Eva Hesse in 1968 (photo by Herman Landshoff)

Eva Hesse in 1968 (photo by Herman Landshoff) (click to enlarge)

At the end of Eva Hesse, the new documentary about her life and work currently playing at Film Forum, my immediate feeling was that it seemed incomplete somehow, or that some satisfying, cohesive takeaway was missing. This was quickly followed by the realization that in this and many other ways, director Marcie Begleiter successfully immerses the viewer in Hesse’s psyche, so that when the end comes it is sudden and very difficult to process.

The film is structured around excerpts from Hesse’s very extensive and self-reflexive journals, which are read in voice-over narration by Selma Blair. (Yale University Press will publish the diaries later this month in a dictionary-size volume that clocks in at 904 pages.) The journals are complimented by passages from her correspondence with her father and LeWitt, read by Bob Balaban and Patrick Kennedy, respectively. The mostly chronological account of her career is filled out and contextualized with talking head commentary from art world heavyweights including Lucy Lippard, Richard Serra, Phyllida Barlow, and Nicholas Serota, as well as those closest to her, including her sister (and director of her estate), Helen Hesse Charash; her estranged husband, Tom Doyle; and her best friend, Rosie Goldman. Archival documents and new, closeup footage of Hesse’s work shot by director of photography Nancy Schreiber convey just how radical and strange her sculptures were and remain.

Eva Hesse in 1966 (photo by Gretchen Lambert)

Eva Hesse in 1966 (photo by Gretchen Lambert) (click to enlarge)

Begleiter provides a thorough and engaging account of Hesse’s artistic evolution, but what’s most powerful about the film is the psychological portrait it offers. “The true artist is also the true personal misfit,” Hesse wrote in her journal when she was just 19; this line is among the first in the film. Save the final years of her life, when she found her artistic voice and crowd, she was a true misfit, not only in her work but also in her own skin. She endlessly questioned her practice, her relationships, her attitudes and instincts. “I realize how hung up I am about always feeling what I do is wrong, not good enough,” she wrote in 1966. “Always that it will break, wear badly, not last, that technically I failed. It does parallel my life for certain.”

The documentary immerses us in Hesse’s inner monologue, lending great emotional depth and complexity to someone who was both very sensitive and very thoughtful; someone who was extremely vulnerable, yet managed to process her trauma through her work and writing. Unlike past artist documentaries about Louise Bourgeois, Richard Serra, Anselm Kiefer, and others, which benefit from but are also limited by the access their subjects grant to the filmmakers, Eva Hesse is, in a way, more intimate because her diaries make her — pardon the expression — an open book.
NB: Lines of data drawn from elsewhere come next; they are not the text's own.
//! StreamStore: the read/write contract, plus the Postgres backend.
//!
//! Records of every stream share one `stream_entries` table. Appends to the
//! same stream are serialised by a transaction-scoped advisory lock, so ids
//! within a stream commit in the order they were allocated. A reader can
//! therefore never observe id N+1 before id N, and a cursor that moves past
//! an id never skips a late commit.

use std::sync::Arc;

use anyhow::Result;
use async_trait::async_trait;
use sqlx::types::Json;
use sqlx::PgPool;
use tracing::debug;

use crate::types::{Fields, MessageId, StreamEntry};

/// Append-with-generated-id and exclusive range reads over named streams.
///
/// Implemented by `PgStreamStore` (production) and `MemoryStreamStore`
/// (tests). Also implemented for `Arc<S>` so a store can be shared between
/// an engine and test assertions.
#[async_trait]
pub trait StreamStore: Send + Sync {
    /// Append one record and return the id the store assigned to it.
    async fn append(&self, stream: &str, fields: &Fields) -> Result<MessageId>;

    /// Read every record with an id strictly greater than `after`, oldest
    /// first. Never waits for new data: an empty vector means "nothing yet".
    /// `limit = None` returns everything available.
    async fn read_after(
        &self,
        stream: &str,
        after: MessageId,
        limit: Option<usize>,
    ) -> Result<Vec<StreamEntry>>;

    /// Id of the newest record, or `MessageId::BEGINNING` if the stream is empty.
    async fn latest_id(&self, stream: &str) -> Result<MessageId>;
}

#[async_trait]
impl<S: StreamStore + ?Sized> StreamStore for Arc<S> {
    async fn append(&self, stream: &str, fields: &Fields) -> Result<MessageId> {
        (**self).append(stream, fields).await
    }

    async fn read_after(
        &self,
        stream: &str,
        after: MessageId,
        limit: Option<usize>,
    ) -> Result<Vec<StreamEntry>> {
        (**self).read_after(stream, after, limit).await
    }

    async fn latest_id(&self, stream: &str) -> Result<MessageId> {
        (**self).latest_id(stream).await
    }
}

// ---------------------------------------------------------------------------
// PgStreamStore
// ---------------------------------------------------------------------------

/// Stream store backed by a single Postgres table.
#[derive(Clone)]
pub struct PgStreamStore {
    pool: PgPool,
}

impl PgStreamStore {
    pub fn new(pool: PgPool) -> Self {
        Self { pool }
    }

    /// Create the backing table and index. Idempotent.
    pub async fn migrate(&self) -> Result<()> {
        sqlx::query(
            r#"
            CREATE TABLE IF NOT EXISTS stream_entries (
                id      BIGSERIAL    PRIMARY KEY,
                stream  TEXT         NOT NULL,
                fields  JSONB        NOT NULL,
                ts      TIMESTAMPTZ  NOT NULL DEFAULT now()
            )
            "#,
        )
        .execute(&self.pool)
        .await?;

        sqlx::query(
            "CREATE INDEX IF NOT EXISTS stream_entries_stream_id ON stream_entries (stream, id)",
        )
        .execute(&self.pool)
        .await?;

        Ok(())
    }

    pub fn pool(&self) -> &PgPool {
        &self.pool
    }
}

#[async_trait]
impl StreamStore for PgStreamStore {
    async fn append(&self, stream: &str, fields: &Fields) -> Result<MessageId> {
        let mut tx = self.pool.begin().await?;

        // Held until commit: the next append to this stream cannot allocate
        // an id until ours is visible.
        sqlx::query("SELECT pg_advisory_xact_lock(hashtext($1))")
            .bind(stream)
            .execute(&mut *tx)
            .await?;

        let row = sqlx::query_as::<_, (i64,)>(
            r#"
            INSERT INTO stream_entries (stream, fields)
            VALUES ($1, $2)
            RETURNING id
            "#,
        )
        .bind(stream)
        .bind(Json(fields))
        .fetch_one(&mut *tx)
        .await?;

        tx.commit().await?;

        let id = MessageId::new(row.0);
        debug!(stream, %id, "Appended stream entry");
        Ok(id)
    }

    async fn read_after(
        &self,
        stream: &str,
        after: MessageId,
        limit: Option<usize>,
    ) -> Result<Vec<StreamEntry>> {
        // LIMIT NULL is "no limit" in Postgres.
        let limit = limit.map(|n| n as i64);

        let rows = sqlx::query_as::<_, StreamEntry>(
            r#"
            SELECT id, stream, fields, ts
            FROM stream_entries
            WHERE stream = $1 AND id > $2
            ORDER BY id ASC
            LIMIT $3
            "#,
        )
        .bind(stream)
        .bind(after.value())
        .bind(limit)
        .fetch_all(&self.pool)
        .await?;

        Ok(rows)
    }

    async fn latest_id(&self, stream: &str) -> Result<MessageId> {
        let row = sqlx::query_as::<_, (Option<i64>,)>(
            "SELECT MAX(id) FROM stream_entries WHERE stream = $1",
        )
        .bind(stream)
        .fetch_one(&self.pool)
        .await?;

        Ok(row.0.map(MessageId::new).unwrap_or(MessageId::BEGINNING))
    }
}

// ---------------------------------------------------------------------------
// sqlx::FromRow for StreamEntry
// ---------------------------------------------------------------------------

impl<'r> sqlx::FromRow<'r, sqlx::postgres::PgRow> for StreamEntry {
    fn from_row(row: &'r sqlx::postgres::PgRow) -> std::result::Result<Self, sqlx::Error> {
        use sqlx::Row;
        let fields: Json<Fields> = row.try_get("fields")?;
        Ok(StreamEntry {
            id: MessageId::new(row.try_get("id")?),
            stream: row.try_get("stream")?,
            fields: fields.0,
            ts: row.try_get("ts")?,
        })
    }
}
//! Event-sourcing engine over a keyed stream.
//!
//! Producers append typed events to named streams. Handlers are enabled
//! against a stream with a starting position and a polling frequency; the
//! engine runs one fixed-delay polling task per handler, delivers every new
//! record in id order, and advances that handler's cursor after each
//! successful delivery. Delivery is at-least-once.
//!
//! Cursor and task state sit behind `CursorStore` and `TaskRegistry`, so the
//! in-memory defaults can be swapped for a durable backend.

pub mod acl;
pub mod config;
pub mod engine;
pub mod error;
pub mod event;
pub mod producer;
pub mod registry;
pub mod traits;

pub use config::EngineConfig;
pub use engine::{EventSourcingEngine, StartPosition};
pub use error::{EngineError, EngineResult};
pub use event::{Event, EVENT_TYPE_FIELD};
pub use producer::EventProducer;
pub use registry::{MemoryCursorStore, MemoryTaskRegistry, PollTarget, PollTask};
pub use traits::{CursorStore, EventHandler, TaskRegistry};
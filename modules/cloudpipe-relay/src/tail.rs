use anyhow::Result;
use async_trait::async_trait;
use cloudpipe_engine::{Event, EventHandler};
use tracing::info;

/// Logs every record on one stream.
pub struct TailHandler {
    name: String,
    stream: String,
}

impl TailHandler {
    pub const EVENT_TYPE: &'static str = "RELAY_TAIL";

    pub fn new(stream: &str) -> Self {
        Self {
            name: format!("relay-tail:{stream}"),
            stream: stream.to_string(),
        }
    }
}

#[async_trait]
impl EventHandler for TailHandler {
    fn name(&self) -> &str {
        &self.name
    }

    fn event_type(&self) -> &str {
        Self::EVENT_TYPE
    }

    async fn handle(&self, event: Event) -> Result<()> {
        let payload = serde_json::to_string(event.data())?;
        info!(
            stream = self.stream.as_str(),
            event_type = event.stored_type().unwrap_or("<untyped>"),
            payload = payload.as_str(),
            "Event"
        );
        Ok(())
    }
}
//! Behaviour tests for MemoryStreamStore. No database required.

use cloudpipe_events::{Fields, MemoryStreamStore, MessageId, StreamStore};

fn fields(pairs: &[(&str, &str)]) -> Fields {
    pairs
        .iter()
        .map(|(k, v)| (k.to_string(), v.to_string()))
        .collect()
}

#[tokio::test]
async fn append_assigns_increasing_ids() {
    let store = MemoryStreamStore::new();

    let a = store.append("jobs", &fields(&[("n", "1")])).await.unwrap();
    let b = store.append("jobs", &fields(&[("n", "2")])).await.unwrap();

    assert!(a > MessageId::BEGINNING);
    assert!(b > a);
}

#[tokio::test]
async fn read_after_is_exclusive_and_ordered() {
    let store = MemoryStreamStore::new();
    let first = store.append("jobs", &fields(&[("n", "1")])).await.unwrap();
    store.append("jobs", &fields(&[("n", "2")])).await.unwrap();
    store.append("jobs", &fields(&[("n", "3")])).await.unwrap();

    let all = store.read_after("jobs", MessageId::BEGINNING, None).await.unwrap();
    assert_eq!(all.len(), 3);
    assert_eq!(all[0].field("n"), Some("1"));
    assert_eq!(all[2].field("n"), Some("3"));

    let rest = store.read_after("jobs", first, None).await.unwrap();
    assert_eq!(rest.len(), 2);
    assert_eq!(rest[0].field("n"), Some("2"));
}

#[tokio::test]
async fn read_after_respects_limit() {
    let store = MemoryStreamStore::new();
    for n in 0..5 {
        store
            .append("jobs", &fields(&[("n", n.to_string().as_str())]))
            .await
            .unwrap();
    }

    let page = store.read_after("jobs", MessageId::BEGINNING, Some(2)).await.unwrap();
    assert_eq!(page.len(), 2);

    let rest = store.read_after("jobs", page[1].id, Some(10)).await.unwrap();
    assert_eq!(rest.len(), 3);
}

#[tokio::test]
async fn streams_are_isolated() {
    let store = MemoryStreamStore::new();
    store.append("a", &fields(&[("k", "a")])).await.unwrap();
    let b = store.append("b", &fields(&[("k", "b")])).await.unwrap();

    let entries = store.read_after("b", MessageId::BEGINNING, None).await.unwrap();
    assert_eq!(entries.len(), 1);
    assert_eq!(entries[0].id, b);
    assert_eq!(entries[0].stream, "b");
}

#[tokio::test]
async fn unknown_stream_reads_empty() {
    let store = MemoryStreamStore::new();

    let entries = store.read_after("nope", MessageId::BEGINNING, None).await.unwrap();
    assert!(entries.is_empty());
    assert_eq!(store.latest_id("nope").await.unwrap(), MessageId::BEGINNING);
}

#[tokio::test]
async fn latest_id_tracks_tip() {
    let store = MemoryStreamStore::new();
    store.append("jobs", &fields(&[])).await.unwrap();
    let tip = store.append("jobs", &fields(&[])).await.unwrap();

    assert_eq!(store.latest_id("jobs").await.unwrap(), tip);
    assert!(store.read_after("jobs", tip, None).await.unwrap().is_empty());
}

#[test]
fn sentinels_bracket_every_assigned_id() {
    let id = MessageId::new(42);
    assert!(MessageId::BEGINNING < id);
    assert!(id < MessageId::NEWEST);
    assert!(MessageId::BEGINNING.is_beginning());
    assert!(MessageId::NEWEST.is_newest());
    assert_eq!(id.to_string(), "42");
}
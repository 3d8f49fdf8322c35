//! ACL cache invalidation through the engine.

use std::sync::{Arc, Mutex};
use std::time::Duration;

use cloudpipe_engine::acl::{
    acl_update_event, AclCache, AclCacheInvalidator, ObjectIdentity, ACL_UPDATE,
    ENTITY_CLASS_FIELD, ENTITY_ID_FIELD,
};
use cloudpipe_engine::{EngineConfig, Event, EventHandler, EventSourcingEngine, StartPosition};
use cloudpipe_events::MemoryStreamStore;

#[derive(Default)]
struct RecordingCache {
    evicted: Mutex<Vec<ObjectIdentity>>,
}

impl AclCache for RecordingCache {
    fn evict(&self, identity: &ObjectIdentity) {
        self.evicted.lock().unwrap().push(identity.clone());
    }
}

#[test]
fn update_event_carries_entity_fields() {
    let event = acl_update_event("Pipeline", "42");
    assert_eq!(event.event_type(), ACL_UPDATE);
    assert_eq!(event.get(ENTITY_CLASS_FIELD), Some("Pipeline"));
    assert_eq!(event.get(ENTITY_ID_FIELD), Some("42"));
}

#[test]
fn identity_is_built_from_entity_class() {
    let event = acl_update_event("Pipeline", "42");
    let identity = AclCacheInvalidator::<Arc<RecordingCache>>::identity_for(&event).unwrap();
    assert_eq!(identity, ObjectIdentity::new("Pipeline", "Pipeline"));
}

#[tokio::test]
async fn missing_entity_class_is_skipped() {
    let cache = Arc::new(RecordingCache::default());
    let invalidator = AclCacheInvalidator::new(cache.clone());

    invalidator
        .handle(Event::new(ACL_UPDATE).with_field(ENTITY_ID_FIELD, "42"))
        .await
        .unwrap();
    assert!(cache.evicted.lock().unwrap().is_empty());
}

#[tokio::test]
async fn published_update_evicts_cache_entry() {
    let engine = EventSourcingEngine::new(MemoryStreamStore::new(), EngineConfig::default());
    let cache = Arc::new(RecordingCache::default());
    let invalidator = AclCacheInvalidator::new(cache.clone());
    assert_eq!(invalidator.name(), "acl-cache-invalidator");

    engine
        .enable_handler(
            "acl",
            StartPosition::Newest,
            invalidator,
            Duration::from_secs(3600),
            false,
        )
        .await
        .unwrap();

    let producer = engine.register_producer("acl").unwrap();
    producer
        .produce(&acl_update_event("Folder", "7"))
        .await
        .unwrap();

    assert_eq!(engine.poll_now("acl-cache-invalidator").await.unwrap(), 1);
    assert_eq!(
        *cache.evicted.lock().unwrap(),
        vec![ObjectIdentity::new("Folder", "Folder")]
    );
}
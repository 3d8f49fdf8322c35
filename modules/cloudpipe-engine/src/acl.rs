//! ACL cache invalidation driven by `ACL_UPDATE` events.
//!
//! Permission changes are published on a stream; every node runs an
//! `AclCacheInvalidator` against it and evicts the affected object identity
//! from its local ACL cache.

use std::sync::Arc;

use anyhow::Result;
use async_trait::async_trait;
use tracing::{debug, warn};

use crate::event::Event;
use crate::traits::EventHandler;

pub const ACL_UPDATE: &str = "ACL_UPDATE";
pub const ENTITY_CLASS_FIELD: &str = "entityClass";
pub const ENTITY_ID_FIELD: &str = "entityId";

const INVALIDATOR_NAME: &str = "acl-cache-invalidator";

/// Key of an ACL cache entry: the secured object's type and identifier.
#[derive(Debug, Clone, PartialEq, Eq, Hash)]
pub struct ObjectIdentity {
    pub kind: String,
    pub identifier: String,
}

impl ObjectIdentity {
    pub fn new(kind: impl Into<String>, identifier: impl Into<String>) -> Self {
        Self {
            kind: kind.into(),
            identifier: identifier.into(),
        }
    }
}

/// A cache of ACL entries that can drop a single object's entry.
pub trait AclCache: Send + Sync {
    fn evict(&self, identity: &ObjectIdentity);
}

impl<C: AclCache + ?Sized> AclCache for Arc<C> {
    fn evict(&self, identity: &ObjectIdentity) {
        (**self).evict(identity)
    }
}

/// Build the event a permission change publishes.
pub fn acl_update_event(entity_class: &str, entity_id: &str) -> Event {
    Event::new(ACL_UPDATE)
        .with_field(ENTITY_CLASS_FIELD, entity_class)
        .with_field(ENTITY_ID_FIELD, entity_id)
}

/// Evicts ACL cache entries named by `ACL_UPDATE` events.
pub struct AclCacheInvalidator<C> {
    cache: C,
}

impl<C: AclCache> AclCacheInvalidator<C> {
    pub fn new(cache: C) -> Self {
        Self { cache }
    }

    /// The identity evicted for `event`.
    ///
    /// Both halves come from `entityClass`; `entityId` is not read. This
    /// matches the deployed invalidator and is kept until the intended key
    /// is confirmed.
    pub fn identity_for(event: &Event) -> Option<ObjectIdentity> {
        let class = event.get(ENTITY_CLASS_FIELD)?;
        Some(ObjectIdentity::new(class, class))
    }
}

#[async_trait]
impl<C: AclCache> EventHandler for AclCacheInvalidator<C> {
    fn name(&self) -> &str {
        INVALIDATOR_NAME
    }

    fn event_type(&self) -> &str {
        ACL_UPDATE
    }

    async fn handle(&self, event: Event) -> Result<()> {
        let Some(identity) = Self::identity_for(&event) else {
            // Retrying cannot fix a malformed record, so skip it.
            warn!(
                stored_type = event.stored_type().unwrap_or("<none>"),
                "ACL update without entityClass, skipping"
            );
            return Ok(());
        };

        self.cache.evict(&identity);
        debug!(
            kind = identity.kind.as_str(),
            identifier = identity.identifier.as_str(),
            "Evicted ACL cache entry"
        );
        Ok(())
    }
}
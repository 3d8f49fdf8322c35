//! In-memory stream store for tests and single-process setups.

use std::collections::HashMap;
use std::sync::atomic::{AtomicI64, Ordering};
use std::sync::{Mutex, PoisonError};

use anyhow::Result;
use async_trait::async_trait;
use chrono::Utc;

use crate::store::StreamStore;
use crate::types::{Fields, MessageId, StreamEntry};

/// Streams held in process memory. Ids come from one counter shared by
/// all streams, so they increase within each stream as well. Thread-safe.
pub struct MemoryStreamStore {
    next_id: AtomicI64,
    streams: Mutex<HashMap<String, Vec<StreamEntry>>>,
}

impl MemoryStreamStore {
    pub fn new() -> Self {
        Self {
            next_id: AtomicI64::new(1),
            streams: Mutex::new(HashMap::new()),
        }
    }

    /// Every record on a stream (for test assertions).
    pub fn entries(&self, stream: &str) -> Vec<StreamEntry> {
        let streams = self.streams.lock().unwrap_or_else(PoisonError::into_inner);
        streams.get(stream).cloned().unwrap_or_default()
    }
}

impl Default for MemoryStreamStore {
    fn default() -> Self {
        Self::new()
    }
}

#[async_trait]
impl StreamStore for MemoryStreamStore {
    async fn append(&self, stream: &str, fields: &Fields) -> Result<MessageId> {
        let mut streams = self.streams.lock().unwrap_or_else(PoisonError::into_inner);
        // Allocate under the lock so pushes stay in id order.
        let id = MessageId::new(self.next_id.fetch_add(1, Ordering::SeqCst));
        streams
            .entry(stream.to_string())
            .or_default()
            .push(StreamEntry {
                id,
                stream: stream.to_string(),
                fields: fields.clone(),
                ts: Utc::now(),
            });
        Ok(id)
    }

    async fn read_after(
        &self,
        stream: &str,
        after: MessageId,
        limit: Option<usize>,
    ) -> Result<Vec<StreamEntry>> {
        let streams = self.streams.lock().unwrap_or_else(PoisonError::into_inner);
        let Some(entries) = streams.get(stream) else {
            return Ok(Vec::new());
        };

        let start = entries.partition_point(|e| e.id <= after);
        let available = &entries[start..];
        let take = limit.unwrap_or(available.len()).min(available.len());
        Ok(available[..take].to_vec())
    }

    async fn latest_id(&self, stream: &str) -> Result<MessageId> {
        let streams = self.streams.lock().unwrap_or_else(PoisonError::into_inner);
        Ok(streams
            .get(stream)
            .and_then(|entries| entries.last())
            .map(|e| e.id)
            .unwrap_or(MessageId::BEGINNING))
    }
}
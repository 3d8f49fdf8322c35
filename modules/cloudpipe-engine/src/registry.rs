//! Polling task handles and the in-memory cursor/task stores.

use std::collections::HashMap;
use std::sync::atomic::{AtomicBool, Ordering};
use std::sync::{Arc, Mutex, PoisonError};
use std::time::Duration;

use anyhow::Result;
use async_trait::async_trait;
use cloudpipe_events::MessageId;
use tokio::task::JoinHandle;

use crate::traits::{CursorStore, EventHandler, TaskRegistry};

// ---------------------------------------------------------------------------
// PollTarget / PollTask
// ---------------------------------------------------------------------------

/// A handler bound to a stream and polling interval, plus the guard that
/// keeps its batches from overlapping.
#[derive(Clone)]
pub struct PollTarget {
    stream: String,
    handler: Arc<dyn EventHandler>,
    frequency: Duration,
    batch_guard: Arc<tokio::sync::Mutex<()>>,
    retired: Arc<AtomicBool>,
}

impl PollTarget {
    pub fn new(
        stream: impl Into<String>,
        handler: Arc<dyn EventHandler>,
        frequency: Duration,
    ) -> Self {
        Self {
            stream: stream.into(),
            handler,
            frequency,
            batch_guard: Arc::new(tokio::sync::Mutex::new(())),
            retired: Arc::new(AtomicBool::new(false)),
        }
    }

    pub fn stream(&self) -> &str {
        &self.stream
    }

    pub fn handler(&self) -> &Arc<dyn EventHandler> {
        &self.handler
    }

    pub fn frequency(&self) -> Duration {
        self.frequency
    }

    /// A fresh, unretired target for the same handler, stream and interval.
    pub(crate) fn successor(&self) -> Self {
        Self::new(self.stream.clone(), self.handler.clone(), self.frequency)
    }

    pub(crate) fn batch_guard(&self) -> &tokio::sync::Mutex<()> {
        &self.batch_guard
    }

    /// Set once the owning task is cancelled. A retired target delivers
    /// nothing, even to a manual poll that was already waiting on it.
    pub fn is_retired(&self) -> bool {
        self.retired.load(Ordering::SeqCst)
    }
}

/// The recurring polling task of one handler. Aborted on drop.
pub struct PollTask {
    target: PollTarget,
    join: JoinHandle<()>,
}

impl PollTask {
    pub fn new(target: PollTarget, join: JoinHandle<()>) -> Self {
        Self { target, join }
    }

    pub fn target(&self) -> &PollTarget {
        &self.target
    }

    /// Abort the task and wait until neither it nor a manual poll is still
    /// running a batch for this target.
    pub async fn cancel(mut self) {
        self.target.retired.store(true, Ordering::SeqCst);
        self.join.abort();
        // JoinError is expected here: the task was cancelled.
        let _ = (&mut self.join).await;
        let _idle = self.target.batch_guard.lock().await;
    }
}

impl Drop for PollTask {
    fn drop(&mut self) {
        self.join.abort();
    }
}

// ---------------------------------------------------------------------------
// MemoryCursorStore
// ---------------------------------------------------------------------------

/// Cursors kept in process memory. Lost on restart.
#[derive(Default)]
pub struct MemoryCursorStore {
    cursors: Mutex<HashMap<String, MessageId>>,
}

impl MemoryCursorStore {
    pub fn new() -> Self {
        Self::default()
    }
}

#[async_trait]
impl CursorStore for MemoryCursorStore {
    async fn get(&self, handler: &str) -> Result<Option<MessageId>> {
        let cursors = self.cursors.lock().unwrap_or_else(PoisonError::into_inner);
        Ok(cursors.get(handler).copied())
    }

    async fn set(&self, handler: &str, id: MessageId) -> Result<()> {
        let mut cursors = self.cursors.lock().unwrap_or_else(PoisonError::into_inner);
        cursors.insert(handler.to_string(), id);
        Ok(())
    }
}

// ---------------------------------------------------------------------------
// MemoryTaskRegistry
// ---------------------------------------------------------------------------

#[derive(Default)]
pub struct MemoryTaskRegistry {
    tasks: Mutex<HashMap<String, PollTask>>,
}

impl MemoryTaskRegistry {
    pub fn new() -> Self {
        Self::default()
    }

    fn lock(&self) -> std::sync::MutexGuard<'_, HashMap<String, PollTask>> {
        self.tasks.lock().unwrap_or_else(PoisonError::into_inner)
    }
}

impl TaskRegistry for MemoryTaskRegistry {
    fn contains(&self, name: &str) -> bool {
        self.lock().contains_key(name)
    }

    fn get(&self, name: &str) -> Option<PollTarget> {
        self.lock().get(name).map(|task| task.target().clone())
    }

    fn insert(&self, name: String, task: PollTask) -> Option<PollTask> {
        self.lock().insert(name, task)
    }

    fn take(&self, name: &str) -> Option<PollTask> {
        self.lock().remove(name)
    }

    fn names(&self) -> Vec<String> {
        let mut names: Vec<String> = self.lock().keys().cloned().collect();
        names.sort();
        names
    }

    fn drain(&self) -> Vec<PollTask> {
        self.lock().drain().map(|(_, task)| task).collect()
    }
}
Sections of the film recounting her trip back to Germany (where she and her sister were born before being smuggled out in 1938 as the threat of Nazism loomed) and her father’s death make clear how debilitating her pain could be, but also how she was able to make sense of and move beyond it. The absurdity that she saw in her personal life found three-dimensional form in her increasingly playful, alien, and unwieldy sculptures.

The torment she endured through much of her life makes Hesse’s eventual epiphanies and ascendance particularly bittersweet. “I do feel I am an artist and one of the best, I do deeply,” she wrote around the time of her first major show, in 1966 at Graham Gallery, underlining her growing confidence. The film’s voice-over moves the narrative forward effectively, but the most haunting voice we hear is Hesse’s own, for too few seconds in a brief excerpt from an interview she did with art historian Cindy Nemser just months before her death. After 90 minutes of Blair-as-Hesse, the contrast with the artist’s true voice — her soft, almost husky tone and sharp New York accent — is startling. Save for lacking more of the artist’s own voice, Eva Hesse marries thorough biographical and psychological accounts of an incredible artist’s tragic life and wants for nothing — except, of course, an alternate ending.

Eva Hesse with Joseph Albers at Yale, circa 1958 (photographer unknown)

Eva Hesse with Joseph Albers at Yale, circa 1958 (photographer unknown)

Eva Hesse at the Textile Factory Studio in Kettwig, Germany, in 1964 (photographer unknown)

Eva Hesse at the Textile Factory Studio in Kettwig, Germany, in 1964 (photographer unknown)

Eva Hesse in 1968 (photo by Herman Landshoff)

Eva Hesse in 1968 (photo by Herman Landshoff)

Eva Hesse is playing at Film Forum (209 West Houston Street, West Village, Manhattan) through May 12. Check the film’s website for other forthcoming screenings.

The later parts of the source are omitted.